#### WHAT NEEDS TO BE DONE:
From the records below, take each line where the string "tokio" shows up and copy it.

[Stored data]
....

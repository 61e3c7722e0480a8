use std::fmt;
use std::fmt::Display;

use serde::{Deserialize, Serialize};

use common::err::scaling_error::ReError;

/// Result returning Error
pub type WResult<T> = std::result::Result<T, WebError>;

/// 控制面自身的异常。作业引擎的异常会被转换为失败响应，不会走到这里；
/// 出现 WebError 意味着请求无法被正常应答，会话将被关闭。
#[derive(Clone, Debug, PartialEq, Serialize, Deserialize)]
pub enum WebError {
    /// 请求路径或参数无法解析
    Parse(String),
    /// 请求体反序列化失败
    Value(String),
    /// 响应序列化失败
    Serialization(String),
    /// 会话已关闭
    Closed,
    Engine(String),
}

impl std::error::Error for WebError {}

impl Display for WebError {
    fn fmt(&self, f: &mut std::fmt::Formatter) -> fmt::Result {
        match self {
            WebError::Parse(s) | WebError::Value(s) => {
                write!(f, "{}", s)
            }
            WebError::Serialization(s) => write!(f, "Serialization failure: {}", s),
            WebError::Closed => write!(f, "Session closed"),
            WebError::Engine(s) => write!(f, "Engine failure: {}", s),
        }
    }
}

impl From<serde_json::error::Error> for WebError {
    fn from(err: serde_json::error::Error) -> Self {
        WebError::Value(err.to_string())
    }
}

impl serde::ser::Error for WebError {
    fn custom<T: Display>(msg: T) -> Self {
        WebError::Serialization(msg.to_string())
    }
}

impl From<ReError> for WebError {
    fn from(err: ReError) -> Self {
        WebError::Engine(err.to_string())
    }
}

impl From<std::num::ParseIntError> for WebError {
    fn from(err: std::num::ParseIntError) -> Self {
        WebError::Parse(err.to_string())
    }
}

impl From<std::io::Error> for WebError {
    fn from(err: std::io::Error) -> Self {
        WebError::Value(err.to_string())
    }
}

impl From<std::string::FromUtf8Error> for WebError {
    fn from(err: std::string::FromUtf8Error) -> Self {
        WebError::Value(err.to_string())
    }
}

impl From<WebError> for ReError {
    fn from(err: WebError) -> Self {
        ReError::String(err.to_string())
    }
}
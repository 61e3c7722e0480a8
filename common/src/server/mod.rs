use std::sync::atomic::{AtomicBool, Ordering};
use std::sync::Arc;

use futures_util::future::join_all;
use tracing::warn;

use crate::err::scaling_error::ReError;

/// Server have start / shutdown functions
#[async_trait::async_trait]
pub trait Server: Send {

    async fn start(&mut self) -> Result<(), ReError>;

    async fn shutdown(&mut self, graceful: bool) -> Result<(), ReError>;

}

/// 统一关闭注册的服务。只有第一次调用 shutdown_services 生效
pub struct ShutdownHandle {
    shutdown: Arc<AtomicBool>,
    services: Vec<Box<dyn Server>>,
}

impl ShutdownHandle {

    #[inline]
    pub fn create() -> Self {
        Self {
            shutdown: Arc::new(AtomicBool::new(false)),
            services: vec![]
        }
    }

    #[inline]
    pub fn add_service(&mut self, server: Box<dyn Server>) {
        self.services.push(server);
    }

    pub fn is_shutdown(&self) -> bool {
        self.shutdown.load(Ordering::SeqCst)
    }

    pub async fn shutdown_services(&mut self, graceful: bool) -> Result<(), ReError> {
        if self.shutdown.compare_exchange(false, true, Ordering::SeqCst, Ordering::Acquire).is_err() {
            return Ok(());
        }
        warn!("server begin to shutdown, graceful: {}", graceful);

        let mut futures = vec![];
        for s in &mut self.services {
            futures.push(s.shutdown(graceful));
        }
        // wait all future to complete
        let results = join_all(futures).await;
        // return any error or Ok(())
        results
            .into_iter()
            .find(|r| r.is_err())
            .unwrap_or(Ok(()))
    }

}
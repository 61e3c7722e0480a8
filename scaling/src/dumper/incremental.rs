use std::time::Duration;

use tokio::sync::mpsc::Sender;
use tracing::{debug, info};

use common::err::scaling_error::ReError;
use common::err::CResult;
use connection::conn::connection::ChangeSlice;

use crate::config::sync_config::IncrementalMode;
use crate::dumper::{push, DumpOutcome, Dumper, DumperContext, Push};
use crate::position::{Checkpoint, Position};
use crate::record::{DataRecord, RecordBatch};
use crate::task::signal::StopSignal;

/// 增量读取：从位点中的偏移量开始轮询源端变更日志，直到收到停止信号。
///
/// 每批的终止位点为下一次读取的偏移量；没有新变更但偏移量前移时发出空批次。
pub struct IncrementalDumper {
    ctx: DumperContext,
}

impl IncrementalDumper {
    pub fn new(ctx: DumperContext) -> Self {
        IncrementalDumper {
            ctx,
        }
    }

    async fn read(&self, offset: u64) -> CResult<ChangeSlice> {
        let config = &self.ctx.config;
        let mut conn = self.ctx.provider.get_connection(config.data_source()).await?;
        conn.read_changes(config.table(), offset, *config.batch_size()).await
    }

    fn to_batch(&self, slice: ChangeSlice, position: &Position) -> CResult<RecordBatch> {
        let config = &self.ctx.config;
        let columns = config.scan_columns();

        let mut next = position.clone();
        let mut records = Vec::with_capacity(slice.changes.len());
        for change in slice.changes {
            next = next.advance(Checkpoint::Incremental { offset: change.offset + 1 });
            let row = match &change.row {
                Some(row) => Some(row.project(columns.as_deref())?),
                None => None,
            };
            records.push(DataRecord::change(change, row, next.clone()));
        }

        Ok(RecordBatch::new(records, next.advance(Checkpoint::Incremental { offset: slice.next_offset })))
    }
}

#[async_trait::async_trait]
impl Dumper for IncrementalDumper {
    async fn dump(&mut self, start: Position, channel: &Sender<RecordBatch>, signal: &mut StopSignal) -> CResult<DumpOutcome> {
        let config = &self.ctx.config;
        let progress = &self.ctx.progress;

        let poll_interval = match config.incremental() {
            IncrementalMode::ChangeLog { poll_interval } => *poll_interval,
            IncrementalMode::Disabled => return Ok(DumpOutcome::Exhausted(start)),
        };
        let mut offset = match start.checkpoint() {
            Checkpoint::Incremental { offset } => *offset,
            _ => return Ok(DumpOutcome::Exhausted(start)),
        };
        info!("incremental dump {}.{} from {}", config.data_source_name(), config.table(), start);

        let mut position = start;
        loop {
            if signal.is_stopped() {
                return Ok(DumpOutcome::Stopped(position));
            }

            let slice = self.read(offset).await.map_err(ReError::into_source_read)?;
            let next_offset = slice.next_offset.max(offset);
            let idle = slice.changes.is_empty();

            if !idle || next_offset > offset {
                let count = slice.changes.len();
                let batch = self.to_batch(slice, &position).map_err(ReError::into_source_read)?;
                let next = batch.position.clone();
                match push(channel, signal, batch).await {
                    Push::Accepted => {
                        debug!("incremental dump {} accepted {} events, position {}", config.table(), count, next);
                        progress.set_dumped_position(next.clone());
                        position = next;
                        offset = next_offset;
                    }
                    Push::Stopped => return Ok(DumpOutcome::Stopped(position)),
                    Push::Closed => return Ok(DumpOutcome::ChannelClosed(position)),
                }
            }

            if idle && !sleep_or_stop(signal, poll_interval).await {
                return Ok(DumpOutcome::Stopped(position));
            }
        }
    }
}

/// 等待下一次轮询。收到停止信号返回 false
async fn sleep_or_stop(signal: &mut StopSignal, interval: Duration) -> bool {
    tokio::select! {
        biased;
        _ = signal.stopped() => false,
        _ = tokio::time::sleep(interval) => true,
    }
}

....

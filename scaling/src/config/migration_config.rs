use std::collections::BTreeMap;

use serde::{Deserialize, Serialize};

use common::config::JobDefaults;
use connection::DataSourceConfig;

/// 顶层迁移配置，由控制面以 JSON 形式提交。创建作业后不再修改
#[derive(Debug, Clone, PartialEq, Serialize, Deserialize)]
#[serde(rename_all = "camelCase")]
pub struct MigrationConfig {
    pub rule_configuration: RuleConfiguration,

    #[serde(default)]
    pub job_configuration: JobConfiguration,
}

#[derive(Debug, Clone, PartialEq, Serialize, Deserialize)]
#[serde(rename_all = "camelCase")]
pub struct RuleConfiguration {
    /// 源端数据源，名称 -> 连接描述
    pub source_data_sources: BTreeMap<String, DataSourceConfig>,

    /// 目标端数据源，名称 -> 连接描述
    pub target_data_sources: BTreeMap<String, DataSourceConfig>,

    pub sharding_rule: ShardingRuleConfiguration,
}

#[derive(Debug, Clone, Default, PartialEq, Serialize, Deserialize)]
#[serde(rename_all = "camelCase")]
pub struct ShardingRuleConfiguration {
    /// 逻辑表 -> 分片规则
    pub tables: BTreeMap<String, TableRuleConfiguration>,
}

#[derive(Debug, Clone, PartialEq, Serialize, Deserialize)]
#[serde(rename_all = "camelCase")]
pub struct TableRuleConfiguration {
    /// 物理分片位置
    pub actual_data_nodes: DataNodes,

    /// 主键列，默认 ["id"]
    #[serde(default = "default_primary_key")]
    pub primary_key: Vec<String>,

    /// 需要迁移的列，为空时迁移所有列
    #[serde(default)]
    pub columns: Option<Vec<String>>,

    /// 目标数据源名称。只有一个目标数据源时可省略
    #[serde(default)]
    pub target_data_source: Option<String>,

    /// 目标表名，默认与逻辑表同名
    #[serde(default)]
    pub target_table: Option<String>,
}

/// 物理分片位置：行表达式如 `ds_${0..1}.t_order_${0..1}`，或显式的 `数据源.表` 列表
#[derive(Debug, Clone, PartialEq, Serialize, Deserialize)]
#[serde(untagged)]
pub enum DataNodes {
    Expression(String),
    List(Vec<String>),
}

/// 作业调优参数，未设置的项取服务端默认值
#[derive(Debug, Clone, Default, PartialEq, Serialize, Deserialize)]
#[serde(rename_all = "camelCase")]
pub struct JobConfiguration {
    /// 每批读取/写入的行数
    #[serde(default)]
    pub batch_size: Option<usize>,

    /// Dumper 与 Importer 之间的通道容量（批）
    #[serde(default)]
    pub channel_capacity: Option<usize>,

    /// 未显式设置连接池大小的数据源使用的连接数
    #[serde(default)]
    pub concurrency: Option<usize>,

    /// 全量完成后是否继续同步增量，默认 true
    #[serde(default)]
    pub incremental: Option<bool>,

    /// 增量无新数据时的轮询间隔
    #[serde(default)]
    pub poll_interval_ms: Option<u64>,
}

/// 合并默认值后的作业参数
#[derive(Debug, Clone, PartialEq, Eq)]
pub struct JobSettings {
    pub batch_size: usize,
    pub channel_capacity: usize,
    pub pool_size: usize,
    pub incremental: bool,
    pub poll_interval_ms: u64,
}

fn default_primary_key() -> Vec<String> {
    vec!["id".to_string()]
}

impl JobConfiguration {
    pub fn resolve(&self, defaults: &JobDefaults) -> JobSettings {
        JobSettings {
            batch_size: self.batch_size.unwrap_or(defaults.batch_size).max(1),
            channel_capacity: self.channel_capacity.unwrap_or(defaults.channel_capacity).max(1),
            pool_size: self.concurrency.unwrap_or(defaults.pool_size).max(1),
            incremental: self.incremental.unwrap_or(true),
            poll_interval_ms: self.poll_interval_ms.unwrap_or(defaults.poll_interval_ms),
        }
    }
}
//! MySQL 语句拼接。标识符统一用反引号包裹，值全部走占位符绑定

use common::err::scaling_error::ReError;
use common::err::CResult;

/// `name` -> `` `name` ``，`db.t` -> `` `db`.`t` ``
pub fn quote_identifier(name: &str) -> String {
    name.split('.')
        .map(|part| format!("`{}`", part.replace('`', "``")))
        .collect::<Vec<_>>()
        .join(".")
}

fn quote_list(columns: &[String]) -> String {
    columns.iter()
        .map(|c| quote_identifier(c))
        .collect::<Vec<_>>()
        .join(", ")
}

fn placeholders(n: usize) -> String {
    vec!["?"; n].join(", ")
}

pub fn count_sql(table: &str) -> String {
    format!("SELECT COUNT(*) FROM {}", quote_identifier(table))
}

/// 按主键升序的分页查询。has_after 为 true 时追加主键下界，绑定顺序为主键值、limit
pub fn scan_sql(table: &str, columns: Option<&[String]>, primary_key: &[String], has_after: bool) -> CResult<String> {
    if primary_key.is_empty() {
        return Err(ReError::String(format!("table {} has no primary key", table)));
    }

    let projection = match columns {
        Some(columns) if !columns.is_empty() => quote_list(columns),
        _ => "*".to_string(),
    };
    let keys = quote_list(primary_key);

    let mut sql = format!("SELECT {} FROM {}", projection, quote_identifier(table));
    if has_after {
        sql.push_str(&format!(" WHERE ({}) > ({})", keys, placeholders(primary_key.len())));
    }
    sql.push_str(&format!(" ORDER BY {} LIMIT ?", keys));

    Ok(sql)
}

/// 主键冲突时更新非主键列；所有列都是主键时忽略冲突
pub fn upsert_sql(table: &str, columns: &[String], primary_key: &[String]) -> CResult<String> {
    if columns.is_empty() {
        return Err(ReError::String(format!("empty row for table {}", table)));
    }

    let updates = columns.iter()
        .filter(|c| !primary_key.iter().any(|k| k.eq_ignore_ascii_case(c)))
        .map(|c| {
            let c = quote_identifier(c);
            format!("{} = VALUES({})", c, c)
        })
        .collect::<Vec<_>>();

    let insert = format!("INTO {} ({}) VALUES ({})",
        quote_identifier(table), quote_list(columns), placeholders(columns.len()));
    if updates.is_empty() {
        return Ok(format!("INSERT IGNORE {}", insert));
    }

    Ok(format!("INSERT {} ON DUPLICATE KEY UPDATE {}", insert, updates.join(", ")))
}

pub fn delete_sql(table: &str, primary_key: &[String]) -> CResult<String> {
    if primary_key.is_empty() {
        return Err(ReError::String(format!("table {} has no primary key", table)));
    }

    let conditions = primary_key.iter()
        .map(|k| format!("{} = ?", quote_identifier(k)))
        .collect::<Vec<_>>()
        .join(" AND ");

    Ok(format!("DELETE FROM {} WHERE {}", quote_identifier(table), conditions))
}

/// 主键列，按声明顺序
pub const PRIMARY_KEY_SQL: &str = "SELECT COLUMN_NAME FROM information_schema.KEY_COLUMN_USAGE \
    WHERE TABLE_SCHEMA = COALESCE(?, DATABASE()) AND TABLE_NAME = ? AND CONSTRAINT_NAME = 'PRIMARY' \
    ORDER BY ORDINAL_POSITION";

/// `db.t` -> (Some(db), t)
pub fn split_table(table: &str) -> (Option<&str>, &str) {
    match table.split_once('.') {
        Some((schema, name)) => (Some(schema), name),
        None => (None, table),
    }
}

....

#### PROBLEM SOLUTION:
use tokio::sync::mpsc::Sender;
    tokio::select! {
        _ = tokio::time::sleep(interval) => true,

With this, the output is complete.